## [WHAT IS EXPECTED]
What is needed here is a word-for-word copy of all the entries below.

## [RECORDS FOR THIS EXERCISE]
++++++++

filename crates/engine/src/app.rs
//! Application state and composition.

use std::sync::Arc;

use crate::infrastructure::ports::{ClockPort, DocumentStore};
use crate::use_cases::{BulkUpsert, Catalog, CreateTrainer};

/// Main application state.
///
/// Holds the store connection handle and the use cases built over it.
/// Constructed once in `main` and passed to handlers via Axum state;
/// read-only after initialization.
pub struct App {
    pub store: Arc<dyn DocumentStore>,
    pub use_cases: UseCases,
}

/// Container for all use cases.
pub struct UseCases {
    pub catalog: Catalog,
    pub bulk: BulkUpsert,
    pub create_trainer: CreateTrainer,
}

impl App {
    pub fn new(store: Arc<dyn DocumentStore>, clock: Arc<dyn ClockPort>) -> Self {
        let use_cases = UseCases {
            catalog: Catalog::new(store.clone()),
            bulk: BulkUpsert::new(store.clone()),
            create_trainer: CreateTrainer::new(store.clone(), clock),
        };
        Self { store, use_cases }
    }
}
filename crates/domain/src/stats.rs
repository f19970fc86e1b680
//! Stat formulas.
//!
//! Pure, total functions over the stored attribute blocks. Every
//! derived value is recomputed from scratch whenever level or a combat
//! stat changes; nothing here patches incrementally.

use crate::entities::CombatStat;

/// Effective value of a combat stat.
///
/// `stage` is excluded: it is a battle-only temporary modifier and not
/// part of the persisted current value.
pub fn stat_current(stat: &CombatStat) -> i64 {
    stat.base + stat.allocated + stat.bonus
}

/// Maximum action points at a given trainer level.
pub fn ap_max(level: i64) -> i64 {
    5 + level / 5
}

/// Maximum trainer hit points.
pub fn trainer_hp_max(level: i64, hp_stat_current: i64) -> i64 {
    level * 2 + hp_stat_current * 3 + 10
}

/// Evasion granted by a defensive stat, capped at 6.
pub fn evasion_from_stat(stat_value: i64) -> i64 {
    (stat_value / 5).min(6)
}
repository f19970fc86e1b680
//! Stdio tool server.
//!
//! Line-delimited JSON for non-HTTP callers: each request line is
//! `{"tool": "<name>"}` and each response line is
//! `{"ok": true, "result": ...}` or `{"ok": false, "error": "..."}`.
//! Logging goes to stderr; stdout carries only the protocol.

use std::sync::Arc;

use serde::Deserialize;
use serde_json::{json, Value};
use tokio::io::{AsyncBufReadExt, AsyncWriteExt, BufReader};

use crate::app::App;
use crate::use_cases::collections;

#[derive(Debug, Deserialize)]
struct ToolRequest {
    tool: String,
}

/// Run the tool loop until stdin closes.
pub async fn run(app: Arc<App>) -> anyhow::Result<()> {
    let mut lines = BufReader::new(tokio::io::stdin()).lines();
    let mut stdout = tokio::io::stdout();

    while let Some(line) = lines.next_line().await? {
        if line.trim().is_empty() {
            continue;
        }
        let response = dispatch(&app, &line).await;
        let mut out = response.to_string();
        out.push('\n');
        stdout.write_all(out.as_bytes()).await?;
        stdout.flush().await?;
    }

    Ok(())
}

async fn dispatch(app: &App, line: &str) -> Value {
    let request: ToolRequest = match serde_json::from_str(line) {
        Ok(request) => request,
        Err(e) => return error_response(format!("malformed request: {e}")),
    };

    match request.tool.as_str() {
        "getEdges" => match app.use_cases.catalog.list(collections::EDGES).await {
            Ok(edges) => json!({ "ok": true, "result": edges }),
            Err(e) => {
                tracing::error!(error = %e, "getEdges failed");
                error_response(e.to_string())
            }
        },
        other => error_response(format!("unknown tool: {other}")),
    }
}

fn error_response(error: String) -> Value {
    json!({ "ok": false, "error": error })
}
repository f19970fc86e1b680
//! Clock implementations.

use chrono::{DateTime, Utc};

use crate::infrastructure::ports::ClockPort;

/// System clock - uses real time.
pub struct SystemClock;

impl SystemClock {
    pub fn new() -> Self {
        Self
    }
}

impl Default for SystemClock {
    fn default() -> Self {
        Self::new()
    }
}

impl ClockPort for SystemClock {
    fn now(&self) -> DateTime<Utc> {
        Utc::now()
    }
}

/// Fixed clock for testing.
#[cfg(test)]
pub struct FixedClock(pub DateTime<Utc>);

#[cfg(test)]
impl ClockPort for FixedClock {
    fn now(&self) -> DateTime<Utc> {
        self.0
    }
}
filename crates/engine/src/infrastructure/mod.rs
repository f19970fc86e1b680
//! Infrastructure - document store port and adapters.

pub mod clock;
pub mod ports;
pub mod sqlite;
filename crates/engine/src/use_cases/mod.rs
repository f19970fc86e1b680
//! Use cases - request orchestration over the document store.

pub mod bulk;
pub mod catalog;
pub mod trainer;

pub use bulk::{BulkError, BulkRecord, BulkSummary, BulkUpsert};
pub use catalog::Catalog;
pub use trainer::{CreateTrainer, CreatedTrainer, NewTrainer};

/// Store collection names. Flat, exactly these four.
pub mod collections {
    pub const EDGES: &str = "edges";
    pub const FEATURES: &str = "features";
    pub const CLASSES: &str = "classes";
    pub const TRAINERS: &str = "trainers";
}
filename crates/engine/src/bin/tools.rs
//! PTU Sheet Backend - stdio tool server entry point.
//!
//! Exposes the catalog reads to non-HTTP callers over stdin/stdout.

use std::sync::Arc;

use anyhow::Context;
use tracing_subscriber::{layer::SubscriberExt, util::SubscriberInitExt};

use ptu_engine::infrastructure::clock::SystemClock;
use ptu_engine::infrastructure::sqlite::SqliteDocumentStore;
use ptu_engine::{api, App};

#[tokio::main]
async fn main() -> anyhow::Result<()> {
    dotenvy::dotenv().ok();

    // stdout carries the tool protocol, so logs go to stderr.
    tracing_subscriber::registry()
        .with(
            tracing_subscriber::EnvFilter::try_from_default_env()
                .unwrap_or_else(|_| "ptu_engine=info".into()),
        )
        .with(tracing_subscriber::fmt::layer().with_writer(std::io::stderr))
        .init();

    let db_path = std::env::var("SHEET_DB")
        .context("SHEET_DB must be set to the document store database path")?;
    let store = Arc::new(SqliteDocumentStore::new(&db_path).await?);
    let app = Arc::new(App::new(store, Arc::new(SystemClock)));

    api::tools::run(app).await
}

++++++++

## [ANSWER SPACE]
filename crates/engine/src/app.rs
//! Application state and composition.

use std::sync::Arc;

use crate::infrastructure::ports::{ClockPort, DocumentStore};
use crate::use_cases::{BulkUpsert, Catalog, CreateTrainer};

/// Main application state.
///
/// Holds the store connection handle and the use cases built over it.
/// Constructed once in `main` and passed to handlers via Axum state;
/// read-only after initialization.
pub struct App {
    pub store: Arc<dyn DocumentStore>,
    pub use_cases: UseCases,
}

/// Container for all use cases.
pub struct UseCases {
    pub catalog: Catalog,
    pub bulk: BulkUpsert,
    pub create_trainer: CreateTrainer,
}

impl App {
    pub fn new(store: Arc<dyn DocumentStore>, clock: Arc<dyn ClockPort>) -> Self {
        let use_cases = UseCases {
            catalog: Catalog::new(store.clone()),
            bulk: BulkUpsert::new(store.clone()),
            create_trainer: CreateTrainer::new(store.clone(), clock),
        };
        Self { store, use_cases }
    }
}
filename crates/domain/src/stats.rs
repository f19970fc86e1b680
//! Stat formulas.
//!
//! Pure, total functions over the stored attribute blocks. Every
//! derived value is recomputed from scratch whenever level or a combat
//! stat changes; nothing here patches incrementally.

use crate::entities::CombatStat;

/// Effective value of a combat stat.
///
/// `stage` is excluded: it is a battle-only temporary modifier and not
/// part of the persisted current value.
pub fn stat_current(stat: &CombatStat) -> i64 {
    stat.base + stat.allocated + stat.bonus
}

/// Maximum action points at a given trainer level.
pub fn ap_max(level: i64) -> i64 {
    5 + level / 5
}

/// Maximum trainer hit points.
pub fn trainer_hp_max(level: i64, hp_stat_current: i64) -> i64 {
    level * 2 + hp_stat_current * 3 + 10
}

/// Evasion granted by a defensive stat, capped at 6.
pub fn evasion_from_stat(stat_value: i64) -> i64 {
    (stat_value / 5).min(6)
}
repository f19970fc86e1b680
//! Stdio tool server.
//!
//! Line-delimited JSON for non-HTTP callers: each request line is
//! `{"tool": "<name>"}` and each response line is
//! `{"ok": true, "result": ...}` or `{"ok": false, "error": "..."}`.
//! Logging goes to stderr; stdout carries only the protocol.

use std::sync::Arc;

use serde::Deserialize;
use serde_json::{json, Value};
use tokio::io::{AsyncBufReadExt, AsyncWriteExt, BufReader};

use crate::app::App;
use crate::use_cases::collections;

#[derive(Debug, Deserialize)]
struct ToolRequest {
    tool: String,
}

/// Run the tool loop until stdin closes.
pub async fn run(app: Arc<App>) -> anyhow::Result<()> {
    let mut lines = BufReader::new(tokio::io::stdin()).lines();
    let mut stdout = tokio::io::stdout();

    while let Some(line) = lines.next_line().await? {
        if line.trim().is_empty() {
            continue;
        }
        let response = dispatch(&app, &line).await;
        let mut out = response.to_string();
        out.push('\n');
        stdout.write_all(out.as_bytes()).await?;
        stdout.flush().await?;
    }

    Ok(())
}

async fn dispatch(app: &App, line: &str) -> Value {
    let request: ToolRequest = match serde_json::from_str(line) {
        Ok(request) => request,
        Err(e) => return error_response(format!("malformed request: {e}")),
    };

    match request.tool.as_str() {
        "getEdges" => match app.use_cases.catalog.list(collections::EDGES).await {
            Ok(edges) => json!({ "ok": true, "result": edges }),
            Err(e) => {
                tracing::error!(error = %e, "getEdges failed");
                error_response(e.to_string())
            }
        },
        other => error_response(format!("unknown tool: {other}")),
    }
}

fn error_response(error: String) -> Value {
    json!({ "ok": false, "error": error })
}
repository f19970fc86e1b680
//! Clock implementations.

use chrono::{DateTime, Utc};

use crate::infrastructure::ports::ClockPort;

/// System clock - uses real time.
pub struct SystemClock;

impl SystemClock {
    pub fn new() -> Self {
        Self
    }
}

impl Default for SystemClock {
    fn default() -> Self {
        Self::new()
    }
}

impl ClockPort for SystemClock {
    fn now(&self) -> DateTime<Utc> {
        Utc::now()
    }
}

/// Fixed clock for testing.
#[cfg(test)]
pub struct FixedClock(pub DateTime<Utc>);

#[cfg(test)]
impl ClockPort for FixedClock {
    fn now(&self) -> DateTime<Utc> {
        self.0
    }
}
filename crates/engine/src/infrastructure/mod.rs
repository f19970fc86e1b680
//! Infrastructure - document store port and adapters.

pub mod clock;
pub mod ports;
pub mod sqlite;
filename crates/engine/src/use_cases/mod.rs
repository f19970fc86e1b680
//! Use cases - request orchestration over the document store.

pub mod bulk;
pub mod catalog;
pub mod trainer;

pub use bulk::{BulkError, BulkRecord, BulkSummary, BulkUpsert};
pub use catalog::Catalog;
pub use trainer::{CreateTrainer, CreatedTrainer, NewTrainer};

/// Store collection names. Flat, exactly these four.
pub mod collections {
    pub const EDGES: &str = "edges";
    pub const FEATURES: &str = "features";
    pub const CLASSES: &str = "classes";
    pub const TRAINERS: &str = "trainers";
}
filename crates/engine/src/bin/tools.rs
//! PTU Sheet Backend - stdio tool server entry point.
//!
//! Exposes the catalog reads to non-HTTP callers over stdin/stdout.

use std::sync::Arc;

use anyhow::Context;
use tracing_subscriber::{layer::SubscriberExt, util::SubscriberInitExt};

use ptu_engine::infrastructure::clock::SystemClock;
use ptu_engine::infrastructure::sqlite::SqliteDocumentStore;
use ptu_engine::{api, App};

#[tokio::main]
async fn main() -> anyhow::Result<()> {
    dotenvy::dotenv().ok();

    // stdout carries the tool protocol, so logs go to stderr.
    tracing_subscriber::registry()
        .with(
            tracing_subscriber::EnvFilter::try_from_default_env()
                .unwrap_or_else(|_| "ptu_engine=info".into()),
        )
        .with(tracing_subscriber::fmt::layer().with_writer(std::io::stderr))
        .init();

    let db_path = std::env::var("SHEET_DB")
        .context("SHEET_DB must be set to the document store database path")?;
    let store = Arc::new(SqliteDocumentStore::new(&db_path).await?);
    let app = Arc::new(App::new(store, Arc::new(SystemClock)));

    api::tools::run(app).await
}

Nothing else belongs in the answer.